Feeling Angry ... And A Little Bit of Hope

I just finished writing about something tonight, but it turned out average. It didn't really reflect the evolution and the changes that I've shown in my previous writing before. But, I did the right thing, I guess. I just wrote it till the end. In the end, I didn't like it. It's so out of place, just like seeing a small kid scribbling. I don't like it at all. The direction that I was trying to get to with it was just not shown at all. So, after I finished writing it, I immediately put it away, didn't even bother to read it all. But, I'm still going to keep it. Someday it might be useful for me and maybe, I would get the chance to rewrite it the way I want it to be, with the rest of the writings of the past, which I think, in need of improvisation and improvement later on as well. Well, the reason I drop by my own blog here tonight, and for the second time in these few hours, is to let my mind rest in peace a little bit. I want to release my frustration and anger that I've kept so long since the first day I came home. We. humans, have the right to feel and show our emotions. For some, it is like a therapy, to let out the poison of themselves.

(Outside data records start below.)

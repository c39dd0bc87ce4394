use super::{EmailMessage, EmailProvider, ProviderError, ProviderResponse};
use crate::config::ResendConfig;
use async_trait::async_trait;
use secrecy::ExposeSecret;
use serde::{Deserialize, Serialize};
use std::sync::atomic::{AtomicU64, Ordering};
use std::sync::Mutex;
use std::time::Duration;

const RESEND_API_URL: &str = "https://api.resend.com/emails";

#[derive(Debug, Serialize)]
struct ResendRequest<'a> {
    from: &'a str,
    to: Vec<&'a str>,
    subject: &'a str,
    #[serde(skip_serializing_if = "Option::is_none")]
    html: Option<&'a str>,
    #[serde(skip_serializing_if = "Option::is_none")]
    text: Option<&'a str>,
    #[serde(skip_serializing_if = "Option::is_none")]
    reply_to: Option<&'a str>,
}

#[derive(Debug, Deserialize)]
struct ResendResponse {
    id: String,
}

/// Resend transactional-email provider.
///
/// The HTTP client and the resolved API key are built once and reused for
/// the lifetime of the instance. A missing key does not fail construction;
/// every send then fails fast with a descriptive configuration error.
pub struct ResendProvider {
    config: ResendConfig,
    client: reqwest::Client,
}

impl ResendProvider {
    pub fn new(config: ResendConfig) -> Result<Self, ProviderError> {
        let client = reqwest::Client::builder()
            .timeout(Duration::from_secs(10))
            .build()
            .map_err(|e| {
                ProviderError::Configuration(format!("Failed to build HTTP client: {}", e))
            })?;

        Ok(Self { config, client })
    }
}

#[async_trait]
impl EmailProvider for ResendProvider {
    async fn send(&self, email: &EmailMessage) -> Result<ProviderResponse, ProviderError> {
        if !self.config.enabled {
            return Err(ProviderError::NotEnabled(
                "Resend email provider is not enabled".to_string(),
            ));
        }

        let api_key = self.config.api_key.as_ref().ok_or_else(|| {
            ProviderError::Configuration(
                "RESEND_API_KEY is missing. Mount it as a secret or set the environment variable."
                    .to_string(),
            )
        })?;

        if email.to.is_empty() || email.to.iter().any(|r| r.trim().is_empty()) {
            return Err(ProviderError::InvalidRecipient(
                "Recipient list must be non-empty addresses".to_string(),
            ));
        }

        if email.body_html.is_none() && email.body_text.is_none() {
            return Err(ProviderError::SendFailed(
                "Email must have either text or HTML body".to_string(),
            ));
        }

        let request = ResendRequest {
            from: &email.from,
            to: email.to.iter().map(String::as_str).collect(),
            subject: &email.subject,
            html: email.body_html.as_deref(),
            text: email.body_text.as_deref(),
            reply_to: email.reply_to.as_deref(),
        };

        let response = self
            .client
            .post(RESEND_API_URL)
            .bearer_auth(api_key.expose_secret())
            .json(&request)
            .send()
            .await
            .map_err(|e| {
                ProviderError::Connection(format!(
                    "Failed to reach Resend for '{}' to {}: {}",
                    email.subject,
                    email.to.join(", "),
                    e
                ))
            })?;

        let status = response.status();
        if !status.is_success() {
            let body = response.text().await.unwrap_or_default();
            return Err(ProviderError::SendFailed(format!(
                "Resend returned {} for '{}' to {}: {}",
                status,
                email.subject,
                email.to.join(", "),
                body
            )));
        }

        let parsed: ResendResponse = response.json().await.map_err(|e| {
            ProviderError::SendFailed(format!("Failed to parse Resend response: {}", e))
        })?;

        tracing::info!(
            to = %email.to.join(", "),
            subject = %email.subject,
            provider_id = %parsed.id,
            "Email sent successfully"
        );

        Ok(ProviderResponse::success(Some(parsed.id)))
    }

    async fn health_check(&self) -> Result<(), ProviderError> {
        if !self.config.enabled {
            return Ok(());
        }
        if self.config.api_key.is_none() {
            return Err(ProviderError::Configuration(
                "RESEND_API_KEY is missing".to_string(),
            ));
        }
        Ok(())
    }

    fn is_enabled(&self) -> bool {
        self.config.enabled
    }
}

/// Mock email provider for testing. Retains sent messages for inspection.
pub struct MockEmailProvider {
    enabled: bool,
    send_count: AtomicU64,
    sent: Mutex<Vec<EmailMessage>>,
}

impl MockEmailProvider {
    pub fn new(enabled: bool) -> Self {
        Self {
            enabled,
            send_count: AtomicU64::new(0),
            sent: Mutex::new(Vec::new()),
        }
    }

    pub fn send_count(&self) -> u64 {
        self.send_count.load(Ordering::SeqCst)
    }

    pub fn sent_messages(&self) -> Vec<EmailMessage> {
        self.sent.lock().expect("mock mailbox poisoned").clone()
    }
}

#[async_trait]
impl EmailProvider for MockEmailProvider {
    async fn send(&self, email: &EmailMessage) -> Result<ProviderResponse, ProviderError> {
        if !self.enabled {
            return Err(ProviderError::NotEnabled(
                "Mock email provider is not enabled".to_string(),
            ));
        }

        let count = self.send_count.fetch_add(1, Ordering::SeqCst) + 1;
        self.sent
            .lock()
            .expect("mock mailbox poisoned")
            .push(email.clone());

        tracing::info!(
            to = %email.to.join(", "),
            subject = %email.subject,
            "[MOCK] Email would be sent"
        );

        Ok(ProviderResponse::success(Some(format!(
            "mock-email-{}",
            count
        ))))
    }

    async fn health_check(&self) -> Result<(), ProviderError> {
        Ok(())
    }

    fn is_enabled(&self) -> bool {
        self.enabled
    }
}

#[cfg(test)]
mod tests {
    use super::*;
    use secrecy::SecretString;

    fn config(enabled: bool, key: Option<&str>) -> ResendConfig {
        ResendConfig {
            api_key: key.map(|k| SecretString::new(k.to_string())),
            from_onboarding: "Onboarding <onboarding@example.com>".to_string(),
            from_alerts: "Alerts <alerts@example.com>".to_string(),
            from_info: "Info <info@example.com>".to_string(),
            enabled,
        }
    }

    fn message() -> EmailMessage {
        EmailMessage {
            from: "Alerts <alerts@example.com>".to_string(),
            to: vec!["user@example.com".to_string()],
            subject: "hi".to_string(),
            body_html: Some("<strong>hello</strong>".to_string()),
            body_text: None,
            reply_to: None,
        }
    }

    #[tokio::test]
    async fn missing_api_key_fails_with_descriptive_error() {
        let provider = ResendProvider::new(config(true, None)).expect("provider");
        let err = provider.send(&message()).await.unwrap_err();
        match err {
            ProviderError::Configuration(msg) => assert!(msg.contains("RESEND_API_KEY")),
            other => panic!("expected configuration error, got {:?}", other),
        }
    }

    #[tokio::test]
    async fn disabled_provider_reports_not_enabled() {
        let provider = ResendProvider::new(config(false, Some("re_test"))).expect("provider");
        let err = provider.send(&message()).await.unwrap_err();
        assert!(matches!(err, ProviderError::NotEnabled(_)));
    }

    #[tokio::test]
    async fn mock_provider_records_messages() {
        let mock = MockEmailProvider::new(true);
        mock.send(&message()).await.expect("send");
        mock.send(&message()).await.expect("send");

        assert_eq!(mock.send_count(), 2);
        let sent = mock.sent_messages();
        assert_eq!(sent.len(), 2);
        assert_eq!(sent[0].to, vec!["user@example.com"]);
    }

    #[tokio::test]
    async fn empty_recipient_list_is_rejected() {
        let provider = ResendProvider::new(config(true, Some("re_test"))).expect("provider");
        let mut email = message();
        email.to.clear();

        let err = provider.send(&email).await.unwrap_err();
        assert!(matches!(err, ProviderError::InvalidRecipient(_)));
    }
}
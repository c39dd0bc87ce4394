use crate::services::database::StoreError;
use crate::services::providers::ProviderError;
use service_core::error::AppError;
use thiserror::Error;

#[derive(Error, Debug)]
pub enum ServiceError {
    #[error("Database error: {0}")]
    Database(#[from] StoreError),

    #[error("Invalid token")]
    InvalidToken,

    #[error("Token expired")]
    TokenExpired,

    #[error("Verification token matched more than one user")]
    TokenCollision,

    #[error("User not found")]
    UserNotFound,

    #[error("User has no email address")]
    MissingEmail,

    #[error("Email error: {0}")]
    Email(#[from] ProviderError),

    #[error("Internal server error: {0}")]
    Internal(#[from] anyhow::Error),
}

impl From<ServiceError> for AppError {
    fn from(err: ServiceError) -> Self {
        match err {
            ServiceError::Database(e) => AppError::DatabaseError(anyhow::Error::new(e)),
            ServiceError::InvalidToken => {
                AppError::NotFound(anyhow::anyhow!("Invalid or expired verification link"))
            }
            ServiceError::TokenExpired => {
                AppError::BadRequest(anyhow::anyhow!("Verification link has expired"))
            }
            ServiceError::TokenCollision => AppError::InternalError(anyhow::anyhow!(
                "Verification token matched more than one user"
            )),
            ServiceError::UserNotFound => AppError::NotFound(anyhow::anyhow!("User not found")),
            ServiceError::MissingEmail => {
                AppError::BadRequest(anyhow::anyhow!("User has no email address"))
            }
            ServiceError::Email(e) => AppError::EmailError(e.to_string()),
            ServiceError::Internal(e) => AppError::InternalError(e),
        }
    }
}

For the rest, it might just for fun. But to me, it is more to loosing up a little bit. Since I'm not quite happy these days, it definitely takes a toll on me. That's why I made an effort to spend some quality time with myself and write something about it. As you all know, I pour out my emotions in my writings, instead of mere words said. But, it didn't turn out well. So, it made me even frustrated. But somehow, out of all this nonsense, it tells me something. I shouldn't have gone to hide myself just to not let everyone knows how I feel deep down. Maybe, it's a good thing to have it released sometimes. Because of that reason, I kept continuing to write what I just finished writing just now. Although it kinda sucked a little bit, I always believe in this talent of writing that God has given me. So, I'm gonna keep it till the day I could finally settle down and rewrite everything, turn it to what it supposed to be. Finger-crossed for that day to come around fast ...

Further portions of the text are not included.